What you have to do -
Write out every single entry exactly.

=== Section Start ===

//! Collateral ledger.
//!
//! Per-user, per-asset deposited balances. The ledger knows the registered
//! asset set from construction; any access with an unknown asset fails with
//! `UnregisteredAsset` instead of reading as zero.

use serde::{Deserialize, Serialize};
use std::collections::{BTreeMap, HashMap};

use crate::error::{Error, Result};
use crate::utils::address::{Address, AssetId};
use crate::utils::math::Wad;
use crate::utils::validation::validate_non_zero;

// ═══════════════════════════════════════════════════════════════════════════════
// LEDGER EVENTS
// ═══════════════════════════════════════════════════════════════════════════════

/// Emitted when collateral is deposited
#[derive(Debug, Clone, Copy, PartialEq, Eq, Serialize, Deserialize)]
pub struct CollateralDeposited {
    /// Depositor
    pub user: Address,
    /// Collateral asset
    pub asset: AssetId,
    /// Amount deposited
    pub amount: Wad,
}

/// Emitted when collateral leaves a position
#[derive(Debug, Clone, Copy, PartialEq, Eq, Serialize, Deserialize)]
pub struct CollateralRedeemed {
    /// Position the collateral was taken from
    pub from: Address,
    /// Recipient of the collateral (differs from `from` on liquidation)
    pub to: Address,
    /// Collateral asset
    pub asset: AssetId,
    /// Amount redeemed
    pub amount: Wad,
}

// ═══════════════════════════════════════════════════════════════════════════════
// ASSET BOOK
// ═══════════════════════════════════════════════════════════════════════════════

/// Balances of a single collateral asset
#[derive(Debug, Clone, Default, PartialEq, Eq, Serialize, Deserialize)]
struct AssetBook {
    balances: HashMap<Address, Wad>,
    total: Wad,
}

// ═══════════════════════════════════════════════════════════════════════════════
// COLLATERAL LEDGER
// ═══════════════════════════════════════════════════════════════════════════════

/// Deposited collateral keyed by asset, then by user
#[derive(Debug, Clone, PartialEq, Eq, Serialize, Deserialize)]
pub struct CollateralLedger {
    books: BTreeMap<AssetId, AssetBook>,
}

impl CollateralLedger {
    /// Create an empty ledger for a fixed asset set
    pub fn new(assets: impl IntoIterator<Item = AssetId>) -> Self {
        Self {
            books: assets
                .into_iter()
                .map(|asset| (asset, AssetBook::default()))
                .collect(),
        }
    }

    fn book(&self, asset: &AssetId) -> Result<&AssetBook> {
        self.books.get(asset).ok_or(Error::UnregisteredAsset(*asset))
    }

    fn book_mut(&mut self, asset: &AssetId) -> Result<&mut AssetBook> {
        self.books.get_mut(asset).ok_or(Error::UnregisteredAsset(*asset))
    }

    // ═══════════════════════════════════════════════════════════════════════════
    // DEPOSIT/WITHDRAW
    // ═══════════════════════════════════════════════════════════════════════════

    /// Increase a user's balance of an asset
    pub fn deposit(&mut self, user: Address, asset: AssetId, amount: Wad) -> Result<CollateralDeposited> {
        validate_non_zero(amount)?;
        let book = self.book_mut(&asset)?;

        let current = book.balances.get(&user).copied().unwrap_or(Wad::ZERO);
        let new_balance = current.try_add(amount, "deposit collateral")?;
        let new_total = book.total.try_add(amount, "total collateral")?;

        book.balances.insert(user, new_balance);
        book.total = new_total;

        Ok(CollateralDeposited { user, asset, amount })
    }

    /// Decrease a user's balance of an asset on behalf of `recipient`
    pub fn withdraw(
        &mut self,
        user: Address,
        asset: AssetId,
        amount: Wad,
        recipient: Address,
    ) -> Result<CollateralRedeemed> {
        validate_non_zero(amount)?;
        let book = self.book_mut(&asset)?;

        let current = book.balances.get(&user).copied().unwrap_or(Wad::ZERO);
        let remaining = current.try_sub(amount)?;

        if remaining.is_zero() {
            book.balances.remove(&user);
        } else {
            book.balances.insert(user, remaining);
        }
        book.total = book.total.try_sub(amount)?;

        Ok(CollateralRedeemed {
            from: user,
            to: recipient,
            asset,
            amount,
        })
    }

    // ═══════════════════════════════════════════════════════════════════════════
    // QUERIES
    // ═══════════════════════════════════════════════════════════════════════════

    /// Balance of a user for an asset
    pub fn balance_of(&self, user: &Address, asset: &AssetId) -> Result<Wad> {
        Ok(self
            .book(asset)?
            .balances
            .get(user)
            .copied()
            .unwrap_or(Wad::ZERO))
    }

    /// Total deposited across all users for an asset
    pub fn total_deposited(&self, asset: &AssetId) -> Result<Wad> {
        Ok(self.book(asset)?.total)
    }

    /// Number of users holding a non-zero balance of an asset
    pub fn holder_count(&self, asset: &AssetId) -> Result<usize> {
        Ok(self.book(asset)?.balances.len())
    }

    /// Non-zero balances of a user, ordered by asset id
    pub fn positions_of(&self, user: &Address) -> Vec<(AssetId, Wad)> {
        self.books
            .iter()
            .filter_map(|(asset, book)| book.balances.get(user).map(|amount| (*asset, *amount)))
            .collect()
    }

    /// Verify ledger invariant (each asset total == sum of its balances)
    pub fn verify_invariant(&self) -> bool {
        self.books.values().all(|book| {
            let sum = book
                .balances
                .values()
                .try_fold(0u128, |acc, amount| acc.checked_add(amount.raw()));
            sum == Some(book.total.raw())
        })
    }
}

=== Section End ===

Expected answer -
//! Collateral ledger.
//!
//! Per-user, per-asset deposited balances. The ledger knows the registered
//! asset set from construction; any access with an unknown asset fails with
//! `UnregisteredAsset` instead of reading as zero.

use serde::{Deserialize, Serialize};
use std::collections::{BTreeMap, HashMap};

use crate::error::{Error, Result};
use crate::utils::address::{Address, AssetId};
use crate::utils::math::Wad;
use crate::utils::validation::validate_non_zero;

// ═══════════════════════════════════════════════════════════════════════════════
// LEDGER EVENTS
// ═══════════════════════════════════════════════════════════════════════════════

/// Emitted when collateral is deposited
#[derive(Debug, Clone, Copy, PartialEq, Eq, Serialize, Deserialize)]
pub struct CollateralDeposited {
    /// Depositor
    pub user: Address,
    /// Collateral asset
    pub asset: AssetId,
    /// Amount deposited
    pub amount: Wad,
}

/// Emitted when collateral leaves a position
#[derive(Debug, Clone, Copy, PartialEq, Eq, Serialize, Deserialize)]
pub struct CollateralRedeemed {
    /// Position the collateral was taken from
    pub from: Address,
    /// Recipient of the collateral (differs from `from` on liquidation)
    pub to: Address,
    /// Collateral asset
    pub asset: AssetId,
    /// Amount redeemed
    pub amount: Wad,
}

// ═══════════════════════════════════════════════════════════════════════════════
// ASSET BOOK
// ═══════════════════════════════════════════════════════════════════════════════

/// Balances of a single collateral asset
#[derive(Debug, Clone, Default, PartialEq, Eq, Serialize, Deserialize)]
struct AssetBook {
    balances: HashMap<Address, Wad>,
    total: Wad,
}

// ═══════════════════════════════════════════════════════════════════════════════
// COLLATERAL LEDGER
// ═══════════════════════════════════════════════════════════════════════════════

/// Deposited collateral keyed by asset, then by user
#[derive(Debug, Clone, PartialEq, Eq, Serialize, Deserialize)]
pub struct CollateralLedger {
    books: BTreeMap<AssetId, AssetBook>,
}

impl CollateralLedger {
    /// Create an empty ledger for a fixed asset set
    pub fn new(assets: impl IntoIterator<Item = AssetId>) -> Self {
        Self {
            books: assets
                .into_iter()
                .map(|asset| (asset, AssetBook::default()))
                .collect(),
        }
    }

    fn book(&self, asset: &AssetId) -> Result<&AssetBook> {
        self.books.get(asset).ok_or(Error::UnregisteredAsset(*asset))
    }

    fn book_mut(&mut self, asset: &AssetId) -> Result<&mut AssetBook> {
        self.books.get_mut(asset).ok_or(Error::UnregisteredAsset(*asset))
    }

    // ═══════════════════════════════════════════════════════════════════════════
    // DEPOSIT/WITHDRAW
    // ═══════════════════════════════════════════════════════════════════════════

    /// Increase a user's balance of an asset
    pub fn deposit(&mut self, user: Address, asset: AssetId, amount: Wad) -> Result<CollateralDeposited> {
        validate_non_zero(amount)?;
        let book = self.book_mut(&asset)?;

        let current = book.balances.get(&user).copied().unwrap_or(Wad::ZERO);
        let new_balance = current.try_add(amount, "deposit collateral")?;
        let new_total = book.total.try_add(amount, "total collateral")?;

        book.balances.insert(user, new_balance);
        book.total = new_total;

        Ok(CollateralDeposited { user, asset, amount })
    }

    /// Decrease a user's balance of an asset on behalf of `recipient`
    pub fn withdraw(
        &mut self,
        user: Address,
        asset: AssetId,
        amount: Wad,
        recipient: Address,
    ) -> Result<CollateralRedeemed> {
        validate_non_zero(amount)?;
        let book = self.book_mut(&asset)?;

        let current = book.balances.get(&user).copied().unwrap_or(Wad::ZERO);
        let remaining = current.try_sub(amount)?;

        if remaining.is_zero() {
            book.balances.remove(&user);
        } else {
            book.balances.insert(user, remaining);
        }
        book.total = book.total.try_sub(amount)?;

        Ok(CollateralRedeemed {
            from: user,
            to: recipient,
            asset,
            amount,
        })
    }

    // ═══════════════════════════════════════════════════════════════════════════
    // QUERIES
    // ═══════════════════════════════════════════════════════════════════════════

    /// Balance of a user for an asset
    pub fn balance_of(&self, user: &Address, asset: &AssetId) -> Result<Wad> {
        Ok(self
            .book(asset)?
            .balances
            .get(user)
            .copied()
            .unwrap_or(Wad::ZERO))
    }

    /// Total deposited across all users for an asset
    pub fn total_deposited(&self, asset: &AssetId) -> Result<Wad> {
        Ok(self.book(asset)?.total)
    }

    /// Number of users holding a non-zero balance of an asset
    pub fn holder_count(&self, asset: &AssetId) -> Result<usize> {
        Ok(self.book(asset)?.balances.len())
    }

    /// Non-zero balances of a user, ordered by asset id
    pub fn positions_of(&self, user: &Address) -> Vec<(AssetId, Wad)> {
        self.books
            .iter()
            .filter_map(|(asset, book)| book.balances.get(user).map(|amount| (*asset, *amount)))
            .collect()
    }

    /// Verify ledger invariant (each asset total == sum of its balances)
    pub fn verify_invariant(&self) -> bool {
        self.books.values().all(|book| {
            let sum = book
                .balances
                .values()
                .try_fold(0u128, |acc, amount| acc.checked_add(amount.raw()));
            sum == Some(book.total.raw())
        })
    }
}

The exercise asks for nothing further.